Induction of Arginase Pathway in Human Circulating Monocytes: Does Celiac Disease Matter?

Abstract

Introduction: Celiac disease (CD) is an immune-mediated enteropathy triggered by ingested gluten in genetically susceptible individuals. Recent studies demonstrated that the activation of arginase (ARG) metabolic pathway (arginase1(ARG1), arginase2(ARG2), interleukine 1β(IL1β)) by gluten peptides in murine macrophages contributes to the modulation of intestinal permeability in vitro. The aim of the present study is: 1) to verify whether a gluten-driven induction of ARG metabolic pathway occurs also in human monocytes; 2) to ascertain whether the activation of ARG pathway by gluten corresponds to the onset of an activated phenotype in immune cells, since the enzyme is now emerging as an inflammatory marker; and 3) to evaluate whether the expression of genes belonging to this pathway could be used as serological marker of disease. Methods: All subjects were recruited at the Endoscopy Unit of the University Hospital of Parma, Italy. Blood samples (8-12ml) were collected from celiac patients on gluten free diet (CD_GFD), newly diagnosed (CD_nd) and healthy controls (HC). Circulating monocytes were isolated by gradient separation and incubated for 24h in the absence or presence of enzymatically digested gluten (PTG, peptictryptic gliadin). Afterwards, the mRNA expressions of ARG1, ARG2 and IL1β were measured by Real Time-quantitative Polymerase Chain Reaction, under basal conditions and upon treatment with PTG.Figure 1Results: Between June 2015 and April 2016, 45 patients were enrolled: 15 CD_GFD (mean age 27y), 15 CD_nd (mean age 18y), and 15 HC (mean age 32y). In the presence of PTG, a massive induction of ARG1 and ARG2 and an increase of IL1β mRNA expression were observed, indicating the inflammatory effect of the treatment. No significant difference was detected among cells isolated from HS, CD_nd or CD_GFD. Conclusion: Treatment with PTG activates ARG pathway in human monocytes as observed in rodent cells and increases IL1β mRNA, confirming the onset of an inflammatory phenotype.
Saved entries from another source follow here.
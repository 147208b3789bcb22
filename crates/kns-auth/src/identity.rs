use std::collections::BTreeSet;

use serde::{Deserialize, Serialize};

/// authenticated caller, as handed over by the transport layer
#[derive(Debug, Clone, Default, PartialEq, Eq, Deserialize, Serialize)]
pub struct Identity {
    pub principal: String,
    #[serde(default)]
    pub groups: BTreeSet<String>,
    #[serde(default)]
    pub admin: bool,
}

impl Identity {
    pub fn new<I, G>(principal: impl Into<String>, groups: I) -> Self
    where
        I: IntoIterator<Item = G>,
        G: Into<String>,
    {
        Self {
            principal: principal.into(),
            groups: groups.into_iter().map(Into::into).collect(),
            admin: false,
        }
    }

    pub fn admin(principal: impl Into<String>) -> Self {
        Self {
            principal: principal.into(),
            groups: BTreeSet::new(),
            admin: true,
        }
    }

    /// membership of the admin group grants the admin capability
    pub fn with_admin_group(mut self, admin_group: &str) -> Self {
        if self.groups.contains(admin_group) {
            self.admin = true;
        }
        self
    }
}
pub mod core;
pub mod namespace;
pub mod topic;
pub mod connector;
pub mod acl;
pub mod rolebinding;
pub mod command;
pub mod validator;

pub(crate) fn is_zero(value: &u64) -> bool {
    *value == 0
}

pub mod extended {

    use std::fmt;
    use std::str::FromStr;

    use serde::{Serialize, Deserialize};

    use super::core::Spec;

    /// kinds of objects handled by the control plane, commands included
    #[derive(Debug, Clone, Copy, PartialEq, Hash, Eq, PartialOrd, Ord, Serialize, Deserialize)]
    pub enum ResourceKind {
        Namespace,
        Topic,
        Connector,
        AccessControlEntry,
        RoleBinding,
        ChangeConnectorState,
        DeleteRecords,
    }

    impl ResourceKind {
        pub const ALL: [ResourceKind; 7] = [
            Self::Namespace,
            Self::Topic,
            Self::Connector,
            Self::AccessControlEntry,
            Self::RoleBinding,
            Self::ChangeConnectorState,
            Self::DeleteRecords,
        ];

        pub fn label(&self) -> &'static str {
            match self {
                Self::Namespace => "Namespace",
                Self::Topic => "Topic",
                Self::Connector => "Connector",
                Self::AccessControlEntry => "AccessControlEntry",
                Self::RoleBinding => "RoleBinding",
                Self::ChangeConnectorState => "ChangeConnectorState",
                Self::DeleteRecords => "DeleteRecords",
            }
        }

        /// name used by role bindings to refer to this kind
        pub fn route(&self) -> &'static str {
            match self {
                Self::Namespace => "namespaces",
                Self::Topic => "topics",
                Self::Connector => "connectors",
                Self::AccessControlEntry => "acls",
                Self::RoleBinding => "role-bindings",
                Self::ChangeConnectorState => "change-connector-state",
                Self::DeleteRecords => "delete-records",
            }
        }
    }

    impl fmt::Display for ResourceKind {
        fn fmt(&self, f: &mut fmt::Formatter<'_>) -> fmt::Result {
            write!(f, "{}", self.label())
        }
    }

    impl FromStr for ResourceKind {
        type Err = String;

        fn from_str(s: &str) -> Result<Self, Self::Err> {
            Self::ALL
                .into_iter()
                .find(|kind| kind.route() == s || kind.label() == s)
                .ok_or_else(|| format!("unknown resource kind: {s}"))
        }
    }

    pub trait SpecExt: Spec {
        const KIND: ResourceKind;
    }
}
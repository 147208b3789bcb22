//!
//! # Topic reducer
//!
//! Compares desired topics with the topics described by the broker.
//!
use std::collections::{BTreeMap, HashMap};

use kns_metadata::core::Resource;
use kns_metadata::topic::TopicSpec;
use kns_types::PartitionCount;

use crate::clients::TopicDescription;

/// what to do about one desired topic
#[derive(Debug, Clone, PartialEq)]
pub struct TopicAction {
    pub resource: Resource<TopicSpec>,
    pub create: bool,
    pub configs: Option<BTreeMap<String, String>>,
    pub partitions: Option<PartitionCount>,
    /// changes the broker cannot apply in place
    pub refused: Vec<String>,
}

impl TopicAction {
    fn new(resource: Resource<TopicSpec>) -> Self {
        Self {
            resource,
            create: false,
            configs: None,
            partitions: None,
            refused: vec![],
        }
    }

    pub fn has_remote_change(&self) -> bool {
        self.create || self.configs.is_some() || self.partitions.is_some()
    }
}

#[derive(Debug, Default)]
pub struct TopicPlan {
    pub actions: Vec<TopicAction>,
    pub unsynchronized: Vec<TopicDescription>,
}

pub fn plan_topics(desired: Vec<Resource<TopicSpec>>, actual: &[TopicDescription]) -> TopicPlan {
    let observed: HashMap<&str, &TopicDescription> = actual
        .iter()
        .filter(|topic| !topic.internal)
        .map(|topic| (topic.name.as_str(), topic))
        .collect();

    let unsynchronized = actual
        .iter()
        .filter(|topic| !topic.internal)
        .filter(|topic| !desired.iter().any(|d| d.name() == topic.name))
        .cloned()
        .collect();

    let actions = desired
        .into_iter()
        .map(|resource| {
            let current = observed.get(resource.name()).copied();
            diff_topic(resource, current)
        })
        .collect();

    TopicPlan {
        actions,
        unsynchronized,
    }
}

fn diff_topic(resource: Resource<TopicSpec>, actual: Option<&TopicDescription>) -> TopicAction {
    let mut action = TopicAction::new(resource);
    let Some(actual) = actual else {
        action.create = true;
        return action;
    };
    let desired = &action.resource.spec;

    if desired.configs != actual.configs {
        action.configs = Some(desired.configs.clone());
    }

    if desired.partitions > actual.partitions {
        action.partitions = Some(desired.partitions);
    } else if desired.partitions < actual.partitions {
        action.refused.push(format!(
            "Partition decrease from {} to {} is not supported",
            actual.partitions, desired.partitions
        ));
    }

    if desired.replication_factor != actual.replication_factor {
        action.refused.push(format!(
            "Replication factor change from {} to {} is not supported",
            actual.replication_factor, desired.replication_factor
        ));
    }
    action
}
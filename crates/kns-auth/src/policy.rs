use std::fmt::Debug;

use async_trait::async_trait;

use kns_metadata::acl::AccessControlEntrySpec;
use kns_metadata::extended::ResourceKind;
use kns_metadata::rolebinding::{RoleBindingSpec, Verb};

use super::{AuthError, Identity};

#[async_trait]
pub trait AuthContext: Debug + Send + Sync + 'static {
    /// check if verb is allowed on the kind as a whole
    async fn allow_type_action(&self, ty: ResourceKind, action: Verb) -> Result<bool, AuthError>;

    /// check if verb is allowed on a specific named resource
    async fn allow_instance_action(
        &self,
        ty: ResourceKind,
        action: Verb,
        key: &str,
    ) -> Result<bool, AuthError>;
}

#[async_trait]
pub trait Authorization: Debug + Send + Sync + 'static {
    type Context: AuthContext;

    /// create auth context for a caller acting inside a namespace
    async fn create_auth_context(
        &self,
        identity: &Identity,
        namespace: &str,
    ) -> Result<Self::Context, AuthError>;

    /// allow|deny for a single request, mutating verbs also need ownership
    async fn authorize(
        &self,
        identity: &Identity,
        namespace: &str,
        ty: ResourceKind,
        name: &str,
        action: Verb,
    ) -> Result<bool, AuthError> {
        let ctx = self.create_auth_context(identity, namespace).await?;
        if !ctx.allow_type_action(ty, action).await? {
            return Ok(false);
        }
        if action.is_mutating() {
            ctx.allow_instance_action(ty, action, name).await
        } else {
            Ok(true)
        }
    }
}

/// Read access to the data authorization decisions are computed from.
/// Implementations must return current data, decisions are never cached.
#[async_trait]
pub trait PolicySource: Debug + Send + Sync + 'static {
    /// role bindings stored in a namespace
    async fn role_bindings(&self, namespace: &str) -> Result<Vec<RoleBindingSpec>, AuthError>;

    /// OWNER entries granted to a namespace, whichever namespace granted them
    async fn owner_entries(
        &self,
        namespace: &str,
    ) -> Result<Vec<AccessControlEntrySpec>, AuthError>;
}
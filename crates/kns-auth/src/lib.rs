mod policy;
mod error;
mod identity;

pub mod rbac;

pub use policy::*;
pub use error::AuthError;
pub use identity::Identity;
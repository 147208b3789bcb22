mod spec;
mod status;

pub use self::spec::*;
pub use self::status::*;

use crate::core::Spec;
use crate::extended::{ResourceKind, SpecExt};

impl Spec for TopicSpec {
    const LABEL: &'static str = "Topic";
    type Status = TopicStatus;

    fn same_desired(&self, other: &Self) -> bool {
        self.partitions == other.partitions
            && self.replication_factor == other.replication_factor
            && self.configs == other.configs
    }
}

impl SpecExt for TopicSpec {
    const KIND: ResourceKind = ResourceKind::Topic;
}
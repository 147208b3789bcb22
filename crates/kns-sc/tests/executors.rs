mod fixture;

use std::time::Duration;

use fluvio_future::timer::sleep;

use kns_metadata::acl::{AccessControlEntrySpec, AclResourceType, Permission, ResourcePatternType};
use kns_metadata::core::Resource;
use kns_metadata::topic::{TopicPhase, TopicSpec};
use kns_sc::clients::{AclOperation, BrokerResourceType};
use kns_sc::controllers::Executor;
use kns_sc::controllers::acls::AclReconciler;
use kns_sc::controllers::topics::TopicReconciler;
use kns_sc::start_main_loop;

use fixture::{CLUSTER, Fixture, member, topic};

async fn converge(fixture: &Fixture) {
    TopicReconciler::new(fixture.ctx.clone(), CLUSTER)
        .run_cycle()
        .await
        .expect("topic cycle");
}

async fn apply_partitions(fixture: &Fixture, partitions: i32) {
    fixture
        .service
        .apply(&member(), "other", topic("other.topic", TopicSpec::new(partitions, 3)), false)
        .await
        .expect("apply");
}

#[fluvio_future::test]
async fn test_partitions_follow_applied_topic() {
    let fixture = Fixture::new();
    fixture.tenant("other", None).await;
    fixture.grant(AclResourceType::Topic, "other.", "other").await;

    apply_partitions(&fixture, 1).await;
    converge(&fixture).await;
    let description = fixture.admin.topic_description("other.topic").await.expect("created");
    assert_eq!(description.partitions, 1);

    apply_partitions(&fixture, 3).await;
    converge(&fixture).await;
    let description = fixture.admin.topic_description("other.topic").await.expect("topic");
    assert_eq!(description.partitions, 3);

    let stored = fixture
        .service
        .get::<TopicSpec>(&member(), "other", "other.topic")
        .await
        .expect("get")
        .expect("stored");
    assert_eq!(stored.status.expect("status").phase, TopicPhase::Success);

    apply_partitions(&fixture, 6).await;
    converge(&fixture).await;
    apply_partitions(&fixture, 3).await;
    converge(&fixture).await;

    let description = fixture.admin.topic_description("other.topic").await.expect("topic");
    assert_eq!(description.partitions, 6);
    let status = fixture
        .service
        .get::<TopicSpec>(&member(), "other", "other.topic")
        .await
        .expect("get")
        .expect("stored")
        .status
        .expect("status");
    assert_eq!(status.phase, TopicPhase::Failed);
    assert!(status.message.contains("Partition decrease"), "{}", status.message);
}

#[fluvio_future::test]
async fn test_granted_read_reaches_broker() {
    let fixture = Fixture::with_test_namespace().await;
    fixture.tenant("other", None).await;

    let grant = AccessControlEntrySpec {
        resource_type: AclResourceType::Topic,
        resource: "test.shared".to_owned(),
        resource_pattern_type: ResourcePatternType::Literal,
        permission: Permission::Read,
        granted_to: "other".to_owned(),
    };
    fixture
        .service
        .apply(&member(), "test", Resource::named("test-read-other", grant), false)
        .await
        .expect("grant");

    let reconciler = AclReconciler::new(fixture.ctx.clone(), CLUSTER);
    let report = reconciler.run_cycle().await.expect("acl cycle");
    // owner of topics: 3, owner of connectors: 1, read grant: 2
    assert_eq!(report.created.len(), 6);

    let bindings = fixture.admin.acls().await;
    let read = bindings
        .iter()
        .find(|binding| binding.principal == "User:u_other")
        .expect("read binding");
    assert_eq!(read.resource_type, BrokerResourceType::Topic);
    assert_eq!(read.resource, "test.shared");
    assert!(bindings.iter().any(|binding| {
        binding.principal == "User:u_test"
            && binding.resource_type == BrokerResourceType::Group
            && binding.resource == "connect-test."
            && binding.operation == AclOperation::Read
    }));

    let writes = fixture.admin.writes();
    let report = reconciler.run_cycle().await.expect("acl cycle");
    assert!(report.created.is_empty());
    assert_eq!(fixture.admin.writes(), writes);
}

#[fluvio_future::test]
async fn test_main_loop_runs_until_shutdown() {
    let fixture = Fixture::with_test_namespace().await;
    let ctx = start_main_loop(fixture.ctx.clone());

    let mut cycles = 0;
    for _ in 0..100 {
        sleep(Duration::from_millis(20)).await;
        cycles = ctx
            .executors()
            .health("local-topic")
            .await
            .map(|health| health.cycles)
            .unwrap_or_default();
        if cycles >= 2 {
            break;
        }
    }
    assert!(cycles >= 2, "topic executor ran {cycles} cycles");

    let names = ctx.executors().names().await;
    for name in ["local-topic", "local-connector", "local-acl"] {
        assert!(names.iter().any(|n| n == name), "{name} missing from {names:?}");
    }

    ctx.shutdown();
    sleep(Duration::from_millis(200)).await;
    let stopped = ctx
        .executors()
        .health("local-topic")
        .await
        .expect("registered")
        .cycles;
    sleep(Duration::from_millis(200)).await;
    let later = ctx
        .executors()
        .health("local-topic")
        .await
        .expect("registered")
        .cycles;
    assert_eq!(stopped, later);
}
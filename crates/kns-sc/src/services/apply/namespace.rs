use tracing::{info, instrument};

use kns_auth::{Authorization, Identity};
use kns_metadata::acl::AccessControlEntrySpec;
use kns_metadata::connector::ConnectorSpec;
use kns_metadata::core::{Resource, ResourceKey};
use kns_metadata::extended::{ResourceKind, SpecExt};
use kns_metadata::namespace::NamespaceSpec;
use kns_metadata::rolebinding::RoleBindingSpec;
use kns_metadata::topic::TopicSpec;
use kns_store::{NameSpace, ResourceRepository};

use crate::core::ResourceAction;
use crate::services::validation::validate_namespace;
use crate::{Result, ScError};

use super::{ApplyOutcome, ApplyService};

impl<R, A> ApplyService<R, A>
where
    R: ResourceRepository,
    A: Authorization,
{
    fn require_admin(identity: &Identity, action: &str) -> Result<()> {
        if identity.admin {
            Ok(())
        } else {
            Err(ScError::Authorization(format!(
                "Only an admin can {action} a namespace"
            )))
        }
    }

    /// Namespace names are unique across clusters, so their writes
    /// serialize on a key without cluster.
    fn name_lock_key(name: &str) -> ResourceKey {
        ResourceKey::new("", name, ResourceKind::Namespace, name)
    }

    /// `Kind name` of every resource stored in the namespace
    async fn contents<S: SpecExt>(&self, namespace: &str) -> Result<Vec<String>> {
        let items = self
            .ctx
            .repo()
            .list::<S>(&NameSpace::from(namespace))
            .await?;
        Ok(items
            .iter()
            .map(|item| format!("{} {}", S::LABEL, item.name()))
            .collect())
    }

    /// create or update a namespace, admin only
    #[instrument(skip_all, fields(name = %resource.name()))]
    pub async fn apply_namespace(
        &self,
        identity: &Identity,
        resource: Resource<NamespaceSpec>,
        dry_run: bool,
    ) -> Result<ApplyOutcome<NamespaceSpec>> {
        let identity = self.effective(identity);
        Self::require_admin(&identity, "apply")?;

        let mut submitted = resource.normalize();
        submitted.metadata.namespace = submitted.name().to_owned();
        submitted.status = None;

        let errors = validate_namespace(self.ctx.config(), &submitted);
        if !errors.is_empty() {
            return Err(ScError::Validation(errors));
        }

        let _guard = self.ctx.locks().lock(&Self::name_lock_key(submitted.name())).await;
        let key = submitted.key();
        let existing = self.ctx.repo().get::<NamespaceSpec>(&key).await?;
        if let Some(stored) = &existing {
            if stored.cluster() != submitted.cluster() {
                return Err(ScError::Validation(vec![format!(
                    "Invalid value {} for configuration cluster: Value is immutable ({})",
                    submitted.cluster(),
                    stored.cluster()
                )]));
            }
        } else if self.namespace(submitted.name()).await.is_ok() {
            return Err(ScError::Validation(vec![format!(
                "Invalid value {} for configuration cluster: Namespace already exists on another cluster",
                submitted.cluster()
            )]));
        }

        self.commit(&key, submitted, existing, None, dry_run).await
    }

    /// delete an empty namespace, admin only
    #[instrument(skip(self, identity))]
    pub async fn delete_namespace(
        &self,
        identity: &Identity,
        name: &str,
        dry_run: bool,
    ) -> Result<Resource<NamespaceSpec>> {
        let identity = self.effective(identity);
        Self::require_admin(&identity, "delete")?;

        let _guard = self.ctx.locks().lock(&Self::name_lock_key(name)).await;
        let namespace = self.namespace(name).await?;
        let key = namespace.key();

        let mut contents = self.contents::<TopicSpec>(name).await?;
        contents.extend(self.contents::<ConnectorSpec>(name).await?);
        contents.extend(self.contents::<AccessControlEntrySpec>(name).await?);
        contents.extend(self.contents::<RoleBindingSpec>(name).await?);
        if !contents.is_empty() {
            return Err(ScError::Validation(
                contents
                    .into_iter()
                    .map(|item| format!("Namespace not empty: {item}"))
                    .collect(),
            ));
        }
        if dry_run {
            return Ok(namespace);
        }

        self.ctx.repo().delete::<NamespaceSpec>(&key).await?;
        info!(%key, "namespace deleted");
        self.ctx
            .events()
            .emit(ResourceAction::Deleted, key)
            .await;
        Ok(namespace)
    }
}
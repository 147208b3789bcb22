use async_trait::async_trait;

use kns_auth::Identity;
use kns_metadata::core::{Resource, validate_name};
use kns_metadata::extended::ResourceKind;
use kns_metadata::namespace::NamespaceSpec;
use kns_metadata::rolebinding::RoleBindingSpec;
use kns_metadata::validator::invalid_value;
use kns_store::ResourceRepository;

use crate::Result;
use crate::core::Context;

use super::ValidateSpec;

#[async_trait]
impl ValidateSpec for RoleBindingSpec {
    async fn validate_local<R: ResourceRepository>(
        _ctx: &Context<R>,
        _namespace: &Resource<NamespaceSpec>,
        _identity: &Identity,
        resource: &Resource<Self>,
    ) -> Result<Vec<String>> {
        let spec = &resource.spec;
        let mut errors = validate_name(resource.name());

        for resource_type in &spec.role.resource_types {
            if resource_type.parse::<ResourceKind>().is_err() {
                let routes: Vec<&str> = ResourceKind::ALL.iter().map(|kind| kind.route()).collect();
                errors.push(invalid_value(
                    resource_type,
                    "resourceTypes",
                    format!("String must be one of: {}", routes.join(", ")),
                ));
            }
        }
        if spec.role.verbs.is_empty() {
            errors.push(invalid_value("[]", "verbs", "Value must not be empty"));
        }
        if spec.subject.subject_name.is_empty() {
            errors.push(invalid_value("", "subjectName", "String cannot be empty"));
        }
        Ok(errors)
    }
}
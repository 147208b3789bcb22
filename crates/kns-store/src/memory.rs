use std::collections::HashMap;
use std::sync::Arc;

use async_lock::Mutex;
use async_trait::async_trait;

use kns_metadata::core::{Resource, ResourceKey};
use kns_metadata::extended::{ResourceKind, SpecExt};

use crate::spec_store::SpecStore;
use crate::{NameSpace, Precondition, ResourceRepository, Result};

/// Repository kept in process memory
#[derive(Debug, Default)]
pub struct MemoryRepository {
    data: Mutex<HashMap<ResourceKind, Arc<SpecStore>>>,
}

impl MemoryRepository {
    pub fn new_shared() -> Arc<Self> {
        Arc::new(Self::default())
    }

    async fn get_store<S: SpecExt>(&self) -> Arc<SpecStore> {
        let mut stores = self.data.lock().await;
        stores.entry(S::KIND).or_default().clone()
    }
}

#[async_trait]
impl ResourceRepository for MemoryRepository {
    async fn get<S: SpecExt>(&self, key: &ResourceKey) -> Result<Option<Resource<S>>> {
        let store = self.get_store::<S>().await;
        store.get(&key.store_key()).await
    }

    async fn list<S: SpecExt>(&self, namespace: &NameSpace) -> Result<Vec<Resource<S>>> {
        let store = self.get_store::<S>().await;
        store.items(namespace).await
    }

    async fn put<S: SpecExt>(
        &self,
        resource: Resource<S>,
        precondition: Precondition,
    ) -> Result<Resource<S>> {
        let store = self.get_store::<S>().await;
        store.insert(resource, precondition).await
    }

    async fn delete<S: SpecExt>(&self, key: &ResourceKey) -> Result<bool> {
        let store = self.get_store::<S>().await;
        store.remove::<S>(&key.store_key()).await
    }
}

#[cfg(test)]
mod test {

    use kns_metadata::core::{ObjectMeta, Resource};
    use kns_metadata::topic::{TopicSpec, TopicStatus};

    use crate::{NameSpace, Precondition, ResourceRepository};

    use super::MemoryRepository;

    fn topic(namespace: &str, name: &str, partitions: i32) -> Resource<TopicSpec> {
        Resource::new(
            ObjectMeta {
                name: name.to_owned(),
                namespace: namespace.to_owned(),
                cluster: "local".to_owned(),
                ..Default::default()
            },
            TopicSpec::new(partitions, 3),
        )
    }

    #[fluvio_future::test]
    async fn test_put_get_delete() {
        let repo = MemoryRepository::default();
        let stored = repo
            .put(topic("test", "test.a", 3), Precondition::Absent)
            .await
            .expect("put");
        assert_eq!(stored.revision(), 1);

        let fetched = repo
            .get::<TopicSpec>(&stored.key())
            .await
            .expect("get")
            .expect("exists");
        assert_eq!(fetched, stored);

        assert!(repo.delete::<TopicSpec>(&stored.key()).await.expect("delete"));
        assert!(!repo.delete::<TopicSpec>(&stored.key()).await.expect("delete"));
        assert!(repo.get::<TopicSpec>(&stored.key()).await.expect("get").is_none());
    }

    #[fluvio_future::test]
    async fn test_list_by_namespace() {
        let repo = MemoryRepository::default();
        for (ns, name) in [("test", "test.b"), ("test", "test.a"), ("other", "other.a")] {
            repo.put(topic(ns, name, 1), Precondition::None)
                .await
                .expect("put");
        }

        let items = repo
            .list::<TopicSpec>(&NameSpace::from("test"))
            .await
            .expect("list");
        let names: Vec<_> = items.iter().map(|t| t.name()).collect();
        assert_eq!(names, vec!["test.a", "test.b"]);

        let all = repo.list::<TopicSpec>(&NameSpace::All).await.expect("list");
        assert_eq!(all.len(), 3);
    }

    #[fluvio_future::test]
    async fn test_revision_conflict() {
        let repo = MemoryRepository::default();
        let first = repo
            .put(topic("test", "test.a", 1), Precondition::Absent)
            .await
            .expect("put");

        // status write by another party bumps the revision
        let with_status = first.clone().with_status(TopicStatus::success(""));
        repo.put(with_status, Precondition::Revision(first.revision()))
            .await
            .expect("status");

        let err = repo
            .put(topic("test", "test.a", 6), Precondition::Revision(first.revision()))
            .await
            .expect_err("stale revision");
        assert!(err.is_conflict());

        let err = repo
            .put(topic("test", "test.a", 6), Precondition::Absent)
            .await
            .expect_err("exists");
        assert!(err.is_conflict());
    }
}
//!
//! # Initialization routines for the control plane
//!
//! One executor is started per managed cluster and kind it manages.
//! The apply pipeline shares the returned context.
//!
use tracing::info;

use kns_store::ResourceRepository;

use crate::controllers::ExecutorController;
use crate::controllers::acls::AclReconciler;
use crate::controllers::connectors::ConnectorReconciler;
use crate::controllers::topics::TopicReconciler;
use crate::core::SharedContext;

/// start the executors, white listed by `{cluster}-{kind}`
pub fn start_main_loop<R>(ctx: SharedContext<R>) -> SharedContext<R>
where
    R: ResourceRepository,
{
    let config = ctx.config();
    for cluster in &config.managed_clusters {
        let name = &cluster.name;
        info!(cluster = %name, read_only = cluster.read_only, "starting executors");

        if cluster.manage_topics {
            whitelist!(
                config,
                &format!("{name}-topic"),
                ExecutorController::start(ctx.clone(), TopicReconciler::new(ctx.clone(), name))
            );
        }
        if cluster.manage_connectors {
            whitelist!(
                config,
                &format!("{name}-connector"),
                ExecutorController::start(ctx.clone(), ConnectorReconciler::new(ctx.clone(), name))
            );
        }
        if cluster.manage_acls {
            whitelist!(
                config,
                &format!("{name}-acl"),
                ExecutorController::start(ctx.clone(), AclReconciler::new(ctx.clone(), name))
            );
        }
    }

    ctx
}
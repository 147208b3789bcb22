mod context;
mod events;
mod registry;

pub use self::context::*;
pub use self::events::*;
pub use self::registry::*;
use std::io::Error as IoError;
use std::path::PathBuf;

use thiserror::Error;

use kns_types::Revision;

#[derive(Debug, Error)]
pub enum StoreError {
    #[error("Yaml serialization error: {0}")]
    SerdeYaml(#[from] serde_yaml::Error),
    #[error("IO error on {path}: {source}")]
    Io { path: PathBuf, source: IoError },
    #[error("name {0:?} cannot be used as a storage key")]
    InvalidName(String),
    #[error("concurrent modification of {key}: expected revision {expected}, found {actual}")]
    Conflict {
        key: String,
        expected: Revision,
        actual: Revision,
    },
}

impl StoreError {
    pub fn io(path: impl Into<PathBuf>, source: IoError) -> Self {
        Self::Io {
            path: path.into(),
            source,
        }
    }

    pub fn is_conflict(&self) -> bool {
        matches!(self, Self::Conflict { .. })
    }
}
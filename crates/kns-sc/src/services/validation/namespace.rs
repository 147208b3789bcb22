use kns_metadata::core::{Resource, validate_name};
use kns_metadata::namespace::NamespaceSpec;
use kns_metadata::validator::invalid_value;
use kns_store::{NameSpace, ResourceRepository};

use crate::Result;
use crate::config::ScConfig;

/// namespace records are stored inside themselves
pub async fn find_namespace<R: ResourceRepository>(
    repo: &R,
    name: &str,
) -> Result<Option<Resource<NamespaceSpec>>> {
    let namespaces = repo.list::<NamespaceSpec>(&NameSpace::from(name)).await?;
    Ok(namespaces.into_iter().find(|ns| ns.name() == name))
}

pub fn validate_namespace(config: &ScConfig, resource: &Resource<NamespaceSpec>) -> Vec<String> {
    let mut errors = validate_name(resource.name());
    if resource.spec.kafka_user.is_empty() {
        errors.push(invalid_value("", "kafkaUser", "String cannot be empty"));
    }

    let Some(cluster) = config.cluster(resource.cluster()) else {
        let managed: Vec<&str> = config
            .managed_clusters
            .iter()
            .map(|c| c.name.as_str())
            .collect();
        errors.push(invalid_value(
            resource.cluster(),
            "cluster",
            format!("String must be one of: {}", managed.join(", ")),
        ));
        return errors;
    };

    for connect in &resource.spec.connect_clusters {
        if !cluster.connects.contains_key(connect) {
            errors.push(invalid_value(
                connect,
                "connectClusters",
                format!("Connect cluster is not configured for cluster {}", cluster.name),
            ));
        }
    }
    errors
}
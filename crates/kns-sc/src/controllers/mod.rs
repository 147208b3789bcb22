//!
//! # Reconciliation executors
//!
//! One executor per managed cluster and kind. Executors share nothing but the
//! repository and the remote clients.
//!
pub mod topics;
pub mod connectors;
pub mod acls;

mod ticker;
mod executor;
mod status;

pub use ticker::Ticker;
pub use executor::{CycleReport, Executor, ExecutorController};
pub use status::update_status;
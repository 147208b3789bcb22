use thiserror::Error;

/// Possible errors from Auth
#[derive(Error, Debug)]
pub enum AuthError {
    #[error("unable to read authorization policy: {0}")]
    PolicySource(String),
}
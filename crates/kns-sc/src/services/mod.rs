pub mod policy;
pub mod validation;
pub mod apply;

pub use apply::{ApplyOutcome, ApplyResult, ApplyService, ApplySpec, ImportSpec};
pub use policy::RepositoryPolicy;
use std::sync::Arc;

use async_trait::async_trait;
use tracing::trace;

use kns_auth::{AuthError, PolicySource};
use kns_metadata::acl::{AccessControlEntrySpec, Permission};
use kns_metadata::rolebinding::RoleBindingSpec;
use kns_store::{NameSpace, ResourceRepository};

/// Authorization data read straight from the repository on every decision
#[derive(Debug)]
pub struct RepositoryPolicy<R> {
    repo: Arc<R>,
}

impl<R> RepositoryPolicy<R> {
    pub fn new(repo: Arc<R>) -> Self {
        Self { repo }
    }
}

#[async_trait]
impl<R: ResourceRepository> PolicySource for RepositoryPolicy<R> {
    async fn role_bindings(&self, namespace: &str) -> Result<Vec<RoleBindingSpec>, AuthError> {
        let bindings = self
            .repo
            .list::<RoleBindingSpec>(&NameSpace::from(namespace))
            .await
            .map_err(|err| AuthError::PolicySource(err.to_string()))?;
        trace!(namespace, count = bindings.len(), "role bindings");
        Ok(bindings.into_iter().map(|rb| rb.spec).collect())
    }

    async fn owner_entries(
        &self,
        namespace: &str,
    ) -> Result<Vec<AccessControlEntrySpec>, AuthError> {
        let entries = self
            .repo
            .list::<AccessControlEntrySpec>(&NameSpace::All)
            .await
            .map_err(|err| AuthError::PolicySource(err.to_string()))?;
        Ok(entries
            .into_iter()
            .map(|ace| ace.spec)
            .filter(|ace| ace.permission == Permission::Owner && ace.granted_to == namespace)
            .collect())
    }
}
However, CD monocytes cannot be considered more prone to gluten-triggered inflammation than HS, being the induction of inflammatory markers comparable in all group samples. Therefore, neither ARG nor IL1β in circulating monocytes appear good candidates for the diagnosis of CD. Monocytes contribution to the chronic inflammation of CD intestine may depend on the possibility for immunity cells to interact with peptides, as the epithelial barrier is compromised in CD, but not in HS.